- _WORK TO COMPLETE_
Go through the listing and pick out each line with the word "queue" in it.
---*---
impl TripleGraph {
    /// Create a new empty graph.
    #[must_use]
    pub fn new() -> Self {
        Self::default()
    }

    /// Build a graph from stored rows.
    #[must_use]
    pub fn from_rows(rows: impl IntoIterator<Item = StoredTriple>) -> Self {
        let mut graph = Self::new();
        for row in rows {
            graph.insert_stored(row);
        }
        graph
    }

    /// Insert a row, honouring its property index.
    pub fn insert_stored(&mut self, row: StoredTriple) {
        match row.index {
            Some(index) => self.insert_indexed(row.triple, index),
            None => {
                self.insert(row.triple);
            }
        }
    }

    /// Insert an unindexed triple. Returns false if it was already present.
    pub fn insert(&mut self, triple: Triple) -> bool {
        let Triple {
            subject,
            predicate,
            object,
        } = triple;
        let inserted = self
            .spo
            .entry(subject.clone())
            .or_default()
            .entry(predicate.clone())
            .or_default()
            .insert(object.clone());
        self.osp
            .entry(object)
            .or_default()
            .insert((subject, predicate));
        inserted
    }

    /// Insert or replace the value at `index` of `(subject, predicate)`.
    pub fn insert_indexed(&mut self, triple: Triple, index: u64) {
        let Triple {
            subject,
            predicate,
            object,
        } = triple;
        let key = (subject, predicate);
        let previous = self
            .properties
            .entry(key.clone())
            .or_default()
            .insert(index, object.clone());
        if let Some(previous) = previous {
            self.forget_reverse_if_unused(&key, &previous);
        }
        self.osp.entry(object).or_default().insert(key);
    }

    /// Remove an unindexed triple. Returns false if it was absent.
    pub fn remove(&mut self, triple: &Triple) -> bool {
        let removed = self
            .spo
            .get_mut(&triple.subject)
            .and_then(|preds| preds.get_mut(&triple.predicate))
            .is_some_and(|objects| objects.remove(&triple.object));
        if removed {
            self.prune_spo(&triple.subject, &triple.predicate);
            let key = (triple.subject.clone(), triple.predicate.clone());
            self.forget_reverse_if_unused(&key, &triple.object);
        }
        removed
    }

    /// Remove every unindexed object of `(subject, predicate)`.
    pub fn remove_objects(&mut self, subject: &Term, predicate: &Term) -> Vec<Term> {
        let objects: Vec<Term> = self.plain_objects(subject, predicate).cloned().collect();
        for object in &objects {
            self.remove(&Triple::new(subject.clone(), predicate.clone(), object.clone()));
        }
        objects
    }

    /// Remove the value at `index` of `(subject, predicate)`.
    pub fn remove_indexed(&mut self, subject: &Term, predicate: &Term, index: u64) -> Option<Term> {
        let key = (subject.clone(), predicate.clone());
        let values = self.properties.get_mut(&key)?;
        let removed = values.remove(&index)?;
        if values.is_empty() {
            self.properties.remove(&key);
        }
        self.forget_reverse_if_unused(&key, &removed);
        Some(removed)
    }

    /// Remove every triple in which `node` is the subject or the object.
    ///
    /// Returns the removed triples together with their indices.
    pub fn remove_node(&mut self, node: &Term) -> Vec<StoredTriple> {
        let mut removed = Vec::new();

        // Outgoing
        for (predicate, object, index) in self.outgoing_with_index(node) {
            removed.push(StoredTriple::new(
                Triple::new(node.clone(), predicate, object),
                index,
            ));
        }
        // Incoming
        for (subject, predicate) in self.osp.get(node).cloned().unwrap_or_default() {
            let plain = self
                .spo
                .get(&subject)
                .and_then(|preds| preds.get(&predicate))
                .is_some_and(|objects| objects.contains(node));
            if plain {
                removed.push(StoredTriple::new(
                    Triple::new(subject.clone(), predicate.clone(), node.clone()),
                    None,
                ));
            }
            if let Some(values) = self.properties.get(&(subject.clone(), predicate.clone())) {
                for (index, value) in values {
                    if value == node {
                        removed.push(StoredTriple::new(
                            Triple::new(subject.clone(), predicate.clone(), node.clone()),
                            Some(*index),
                        ));
                    }
                }
            }
        }

        for row in &removed {
            match row.index {
                Some(index) => {
                    self.remove_indexed(&row.triple.subject, &row.triple.predicate, index);
                }
                None => {
                    self.remove(&row.triple);
                }
            }
        }
        removed.sort();
        removed.dedup();
        removed
    }

    // =========================================================================
    // LOOKUP
    // =========================================================================

    fn plain_objects(&self, subject: &Term, predicate: &Term) -> impl Iterator<Item = &Term> {
        self.spo
            .get(subject)
            .and_then(|preds| preds.get(predicate))
            .into_iter()
            .flatten()
    }

    /// All objects of `(subject, predicate)`: plain ones first, then ordered
    /// values in index order.
    #[must_use]
    pub fn objects(&self, subject: &Term, predicate: &Term) -> Vec<&Term> {
        let mut out: Vec<&Term> = self.plain_objects(subject, predicate).collect();
        if let Some(values) = self.properties.get(&(subject.clone(), predicate.clone())) {
            out.extend(values.values());
        }
        out
    }

    /// The first object of `(subject, predicate)`, if any.
    #[must_use]
    pub fn object(&self, subject: &Term, predicate: &Term) -> Option<&Term> {
        self.objects(subject, predicate).into_iter().next()
    }

    /// Subjects `s` with a triple `(s, predicate, object)`.
    #[must_use]
    pub fn subjects(&self, predicate: &Term, object: &Term) -> Vec<&Term> {
        self.osp
            .get(object)
            .into_iter()
            .flatten()
            .filter(|(_, p)| p == predicate)
            .map(|(s, _)| s)
            .collect()
    }

    /// `(subject, predicate)` pairs pointing at `object`.
    #[must_use]
    pub fn incoming(&self, object: &Term) -> Vec<(&Term, &Term)> {
        self.osp
            .get(object)
            .into_iter()
            .flatten()
            .map(|(s, p)| (s, p))
            .collect()
    }

    /// Whether the unindexed triple or any ordered value matches.
    #[must_use]
    pub fn contains(&self, subject: &Term, predicate: &Term, object: &Term) -> bool {
        self.objects(subject, predicate).contains(&object)
    }

    /// Whether `node` is the subject of any triple.
    #[must_use]
    pub fn has_subject(&self, node: &Term) -> bool {
        self.spo.contains_key(node) || self.properties.keys().any(|(s, _)| s == node)
    }

    /// Whether `node` is the object of any triple.
    #[must_use]
    pub fn is_referenced(&self, node: &Term) -> bool {
        self.osp.contains_key(node)
    }

    /// The ordered values of `(subject, predicate)` in ascending index order.
    #[must_use]
    pub fn values(&self, subject: &Term, predicate: &Term) -> Option<&BTreeMap<u64, Term>> {
        self.properties
            .get(&(subject.clone(), predicate.clone()))
    }

    /// `(predicate, object)` pairs leaving `subject`, plain and ordered.
    #[must_use]
    pub fn outgoing(&self, subject: &Term) -> Vec<(&Term, &Term)> {
        let mut out: Vec<(&Term, &Term)> = self
            .spo
            .get(subject)
            .into_iter()
            .flat_map(|preds| {
                preds
                    .iter()
                    .flat_map(|(p, objects)| objects.iter().map(move |o| (p, o)))
            })
            .collect();
        for ((s, p), values) in self.properties.range(
            (subject.clone(), Term::Uri(String::new()))..,
        ) {
            if s != subject {
                break;
            }
            out.extend(values.values().map(|o| (p, o)));
        }
        out
    }

    fn outgoing_with_index(&self, subject: &Term) -> Vec<(Term, Term, Option<u64>)> {
        let mut out: Vec<(Term, Term, Option<u64>)> = self
            .spo
            .get(subject)
            .into_iter()
            .flat_map(|preds| {
                preds.iter().flat_map(|(p, objects)| {
                    objects.iter().map(move |o| (p.clone(), o.clone(), None))
                })
            })
            .collect();
        for ((s, p), values) in &self.properties {
            if s == subject {
                out.extend(
                    values
                        .iter()
                        .map(|(index, o)| (p.clone(), o.clone(), Some(*index))),
                );
            }
        }
        out
    }

    /// Every live triple with its index, in deterministic order.
    #[must_use]
    pub fn rows(&self) -> Vec<StoredTriple> {
        let mut rows: Vec<StoredTriple> = self
            .spo
            .iter()
            .flat_map(|(s, preds)| {
                preds.iter().flat_map(move |(p, objects)| {
                    objects.iter().map(move |o| {
                        StoredTriple::new(Triple::new(s.clone(), p.clone(), o.clone()), None)
                    })
                })
            })
            .collect();
        for ((s, p), values) in &self.properties {
            rows.extend(values.iter().map(|(index, o)| {
                StoredTriple::new(Triple::new(s.clone(), p.clone(), o.clone()), Some(*index))
            }));
        }
        rows
    }

    /// Number of live triples.
    #[must_use]
    pub fn len(&self) -> usize {
        let plain: usize = self
            .spo
            .values()
            .flat_map(|preds| preds.values())
            .map(BTreeSet::len)
            .sum();
        let indexed: usize = self.properties.values().map(BTreeMap::len).sum();
        plain + indexed
    }

    #[must_use]
    pub fn is_empty(&self) -> bool {
        self.spo.is_empty() && self.properties.is_empty()
    }

    // =========================================================================
    // TREE WALK
    // =========================================================================

    /// Breadth-first walk from `start` along edges whose predicate satisfies
    /// `follow`. Only URI and blank node objects are entered. Each node is
    /// visited once, so cycles terminate.
    ///
    /// Returns the visited nodes in visiting order, `start` first.
    pub fn walk<F>(&self, start: &Term, follow: F) -> Vec<Term>
    where
        F: Fn(&Term) -> bool,
    {
        let mut visited: BTreeSet<Term> = BTreeSet::new();
        let mut order = Vec::new();
        let mut queue = VecDeque::new();

        visited.insert(start.clone());
        queue.push_back(start.clone());

        while let Some(current) = queue.pop_front() {
            for (predicate, object) in self.outgoing(&current) {
                if !follow(predicate) || matches!(object, Term::Literal(_)) {
                    continue;
                }
                if visited.insert(object.clone()) {
                    queue.push_back(object.clone());
                }
            }
            order.push(current);
        }

        order
    }

    // =========================================================================
    // INTERNAL
    // =========================================================================

    fn prune_spo(&mut self, subject: &Term, predicate: &Term) {
        if let Some(preds) = self.spo.get_mut(subject) {
            if preds.get(predicate).is_some_and(BTreeSet::is_empty) {
                preds.remove(predicate);
            }
            if preds.is_empty() {
                self.spo.remove(subject);
            }
        }
    }

    /// Drop `(s, p)` from the reverse index of `object` unless another plain
    /// triple or ordered value of `(s, p)` still points at it.
    fn forget_reverse_if_unused(&mut self, key: &(Term, Term), object: &Term) {
        let still_plain = self
            .spo
            .get(&key.0)
            .and_then(|preds| preds.get(&key.1))
            .is_some_and(|objects| objects.contains(object));
        let still_indexed = self
            .properties
            .get(key)
            .is_some_and(|values| values.values().any(|v| v == object));
        if still_plain || still_indexed {
            return;
        }
        if let Some(refs) = self.osp.get_mut(object) {
            refs.remove(key);
            if refs.is_empty() {
                self.osp.remove(object);
            }
        }
    }
}
//! # Ratio
//!
//! Command-line front end for the `ratio-core` store.
//!
//! - `config`: TOML configuration file and flag overrides
//! - `cli`: clap command tree, caller-side checks and output rendering

pub mod cli;
pub mod config;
---*---
- _RESULT BELOW_
        let mut queue = VecDeque::new();
        queue.push_back(start.clone());
        while let Some(current) = queue.pop_front() {
                    queue.push_back(object.clone());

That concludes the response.